The analysis determined that urine tests have become more prevalent in recent years in part because of the opioid misuse epidemic—which spurred physicians who prescribe opioids to seek ways to prevent misuse and avoid liability. The epidemic, according to KHN, spurred new pain management clinics—such as the Comprehensive Pain Specialists (CPS), a provider-owned network of 54 clinics in the Southeast—that "quickly gained a foothold on referrals from local doctors unsure, or uneasy, about treating unyielding pain with heavy narcotics such as oxycodone, morphine, and methadone."

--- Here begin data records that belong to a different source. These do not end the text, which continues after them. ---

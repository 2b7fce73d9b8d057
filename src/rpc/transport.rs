//! Newline-delimited JSON over TCP. Each connection runs in its own task.

use std::io;
use std::net::SocketAddr;
use std::sync::Arc;

use tokio::io::{AsyncBufReadExt, AsyncWriteExt, BufReader};
use tokio::net::{TcpListener, TcpStream};
use tokio_util::sync::CancellationToken;
use tracing::{debug, error, info, warn};

use super::methods::MethodHandler;
use super::protocol::{Request, Response};

pub struct Transport {
    listener: TcpListener,
    handler: Arc<MethodHandler>,
}

impl Transport {
    pub async fn bind(addr: SocketAddr, handler: MethodHandler) -> io::Result<Self> {
        let listener = TcpListener::bind(addr).await?;
        Ok(Self {
            listener,
            handler: Arc::new(handler),
        })
    }

    pub fn local_addr(&self) -> io::Result<SocketAddr> {
        self.listener.local_addr()
    }

    /// Accept connections until `shutdown` fires. Open connections are
    /// closed with it.
    pub async fn listen(&self, shutdown: CancellationToken) {
        if let Ok(addr) = self.local_addr() {
            info!(addr = %addr, "RPC server listening");
        }

        loop {
            tokio::select! {
                accepted = self.listener.accept() => match accepted {
                    Ok((stream, peer)) => {
                        debug!(peer = %peer, "Client connected");
                        let handler = Arc::clone(&self.handler);
                        let shutdown = shutdown.clone();
                        tokio::spawn(async move {
                            tokio::select! {
                                result = handle_connection(stream, peer, handler) => {
                                    if let Err(err) = result {
                                        debug!(peer = %peer, error = %err, "Connection error");
                                    }
                                }
                                _ = shutdown.cancelled() => {}
                            }
                            debug!(peer = %peer, "Client disconnected");
                        });
                    }
                    Err(err) => error!(error = %err, "Failed to accept connection"),
                },
                _ = shutdown.cancelled() => {
                    info!("RPC server shutting down");
                    break;
                }
            }
        }
    }
}

async fn handle_connection(
    stream: TcpStream,
    peer: SocketAddr,
    handler: Arc<MethodHandler>,
) -> io::Result<()> {
    let (reader, mut writer) = stream.into_split();
    let mut lines = BufReader::new(reader).lines();

    while let Some(line) = lines.next_line().await? {
        let line = line.trim();
        if line.is_empty() {
            continue;
        }

        let response = match serde_json::from_str::<Request>(line) {
            Ok(request) => {
                if let Err(msg) = request.validate() {
                    warn!(peer = %peer, error = msg, "Invalid request");
                    Response::invalid_request(request.id.unwrap_or_default())
                } else if request.is_notification() {
                    debug!(peer = %peer, method = %request.method, "Notification received");
                    handler.handle(request).await;
                    continue;
                } else {
                    handler.handle(request).await
                }
            }
            Err(err) => {
                warn!(peer = %peer, error = %err, "Parse error");
                Response::parse_error()
            }
        };

        let mut json = serde_json::to_string(&response).map_err(io::Error::other)?;
        json.push('\n');
        writer.write_all(json.as_bytes()).await?;
    }

    Ok(())
}
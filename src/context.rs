use std::sync::Arc;

use crate::config::AppConfig;
use crate::core::DiscBackend;

#[derive(Clone)]
pub struct AppContext {
    pub config: Arc<AppConfig>,
    pub backend: Arc<dyn DiscBackend>,
}

impl AppContext {
    pub fn new(config: AppConfig, backend: Arc<dyn DiscBackend>) -> Self {
        Self {
            config: Arc::new(config),
            backend,
        }
    }
}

However, KHN noted that until recently there were few national standards that establish urine testing protocols, such as who should be tested, for which drugs the tests should screen, and how frequently tests should be conducted. CDC in March 2016 issued guidelines that called for testing at the start of opioid therapy and once per year for long-term users. CDC said it should be "left up to the discretion" of the medical professional to determine whether testing should be done more frequently.

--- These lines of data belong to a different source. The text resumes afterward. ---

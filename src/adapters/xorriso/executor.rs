//! Runs xorriso processes one at a time.
//!
//! Every run gets `-pkt_output on` so each output line is tagged with its
//! channel. A run can be streamed line by line and cancelled; cancelling
//! kills the child process.

use std::io;
use std::path::{Path, PathBuf};
use std::process::Stdio;
use std::time::Duration;

use thiserror::Error;
use tokio::io::{AsyncBufReadExt, AsyncReadExt, BufReader};
use tokio::process::Command;
use tokio::sync::Mutex;
use tokio_util::sync::CancellationToken;
use tracing::{debug, warn};

use crate::core::error::BackendError;

use super::commands::XorrisoCommand;
use super::parser::{CmdOutput, PktLine};

#[derive(Debug, Error)]
pub enum XorrisoError {
    #[error("failed to start {path}: {source}")]
    Spawn {
        path: String,
        #[source]
        source: io::Error,
    },

    #[error("I/O error talking to xorriso: {0}")]
    Io(#[from] io::Error),

    #[error("xorriso did not finish within {0:?}")]
    Timeout(Duration),

    #[error("operation cancelled")]
    Cancelled,

    #[error("{message}")]
    Failed { code: Option<i32>, message: String },
}

impl From<XorrisoError> for BackendError {
    fn from(err: XorrisoError) -> Self {
        match err {
            XorrisoError::Spawn { .. } | XorrisoError::Timeout(_) | XorrisoError::Io(_) => {
                BackendError::Unavailable(err.to_string())
            }
            XorrisoError::Cancelled | XorrisoError::Failed { .. } => {
                BackendError::Rejected(err.to_string())
            }
        }
    }
}

impl CmdOutput {
    /// Turn a non-zero exit into [`XorrisoError::Failed`].
    pub fn check(self) -> Result<Self, XorrisoError> {
        if self.success() {
            return Ok(self);
        }
        let code = self.exit_code;
        let message = self.failure_message().unwrap_or_else(|| match code {
            Some(code) => format!("xorriso exited with code {code}"),
            None => "xorriso was terminated by a signal".to_string(),
        });
        Err(XorrisoError::Failed { code, message })
    }
}

pub struct Executor {
    binary: PathBuf,
    lock: Mutex<()>,
}

impl Executor {
    pub fn new(binary: impl Into<PathBuf>) -> Self {
        Self {
            binary: binary.into(),
            lock: Mutex::new(()),
        }
    }

    pub fn binary(&self) -> &Path {
        &self.binary
    }

    /// Run a short inquiry. The timeout covers waiting for a running
    /// operation to release the executor.
    pub async fn run(
        &self,
        cmd: &XorrisoCommand,
        limit: Duration,
    ) -> Result<CmdOutput, XorrisoError> {
        let never = CancellationToken::new();
        tokio::time::timeout(limit, self.run_streaming(cmd, &never, |_| {}))
            .await
            .map_err(|_| XorrisoError::Timeout(limit))?
    }

    /// Run a command, handing every packet line to `on_line` as it arrives.
    ///
    /// Returns the collected output whatever the exit status; callers use
    /// [`CmdOutput::check`] when a failure exit matters.
    pub async fn run_streaming<F>(
        &self,
        cmd: &XorrisoCommand,
        cancel: &CancellationToken,
        mut on_line: F,
    ) -> Result<CmdOutput, XorrisoError>
    where
        F: FnMut(&PktLine) + Send,
    {
        let _guard = tokio::select! {
            guard = self.lock.lock() => guard,
            _ = cancel.cancelled() => return Err(XorrisoError::Cancelled),
        };

        debug!(binary = %self.binary.display(), args = ?cmd.args(), "Running xorriso");
        let mut child = Command::new(&self.binary)
            .args(["-pkt_output", "on"])
            .args(cmd.args())
            .stdin(Stdio::null())
            .stdout(Stdio::piped())
            .stderr(Stdio::piped())
            .kill_on_drop(true)
            .spawn()
            .map_err(|source| XorrisoError::Spawn {
                path: self.binary.display().to_string(),
                source,
            })?;

        let stdout = child
            .stdout
            .take()
            .ok_or_else(|| io::Error::other("xorriso stdout not captured"))?;
        let stderr = child
            .stderr
            .take()
            .ok_or_else(|| io::Error::other("xorriso stderr not captured"))?;

        // Drain stderr concurrently so a chatty child never blocks on it.
        let stderr_task = tokio::spawn(async move {
            let mut text = String::new();
            let _ = BufReader::new(stderr).read_to_string(&mut text).await;
            text
        });

        let mut lines = BufReader::new(stdout).lines();
        let mut output = CmdOutput::default();
        loop {
            tokio::select! {
                _ = cancel.cancelled() => {
                    warn!("Cancelling running xorriso process");
                    let _ = child.start_kill();
                    let _ = child.wait().await;
                    stderr_task.abort();
                    return Err(XorrisoError::Cancelled);
                }
                line = lines.next_line() => match line? {
                    Some(line) => {
                        if let Some(pkt) = PktLine::parse(&line) {
                            on_line(&pkt);
                            output.push(pkt);
                        }
                    }
                    None => break,
                },
            }
        }

        let status = child.wait().await?;
        output.exit_code = status.code();

        let stderr = stderr_task.await.unwrap_or_default();
        if !stderr.trim().is_empty() {
            // Without pkt framing these are usually startup errors.
            output
                .info_lines
                .extend(stderr.lines().map(|l| l.trim().to_string()));
        }

        debug!(exit_code = ?output.exit_code, "xorriso finished");
        Ok(output)
    }
}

Providers could face scrutiny
HHS' Office of Inspector General (OIG) in a report released last fall acknowledged that the rise in testing might be warranted because of efforts to stem the opioid misuse epidemic, but noted that the epidemic "could provide cover for labs that might seek to fraudulently bill Medicare for unnecessary drug testing."
Donald White, a spokesperson for HHS' OIG, said, "Doctors who receive the lion's share of their Medicare funds from urine drug testing would certainly raise a red flag." But he added, "Confirmation of fraud would require federal investigation and a formal judicial proceeding."
Some providers have seen cases brought against them. For instance, a 2011 whistleblower lawsuit against a San Diego-based laboratory owned by Millennium Health—which in 2014 received more than $166 million from Medicare for urine testing, making it one of the United States' top billers for urine screenings—revealed that a lab representative during a sales call once told a physician that "drug testing is not about medicine but about making money," according to an affidavit.
According to KHN, Millennium in 2015 reached a $256 million settlement with the Department of Justice denying allegations that the company engaged in such sales practices.
Providers say they testing serves vital rule
Former CPS CEO John Davis, who left the company in June, acknowledged that lab profits, "to a great degree," drove the company's expansion. But he said, "Urine screening isn't the reason why we decided to grow our company. We wanted to help people in need."
Peter Kroll, one of the founders of CPS and its medical director, said that testing to ensure patients are not misusing drugs provides a "whole different level of confidence that I'm doing something right for the patients' condition."
Kroll—who transitioned from anesthesiology to a pain management after the death of his brother, who suffered from chronic pain—said his doctors try to be "judicious" when ordering urine tests. But that some treat "high-risk patients" who may require frequent testing (Schulte/Lucas, Kaiser Health News/Bloomberg, 11/6; Finnegan, FierceHealthcare, 11/6; Diamond, "Pulse," Politico, 11/7).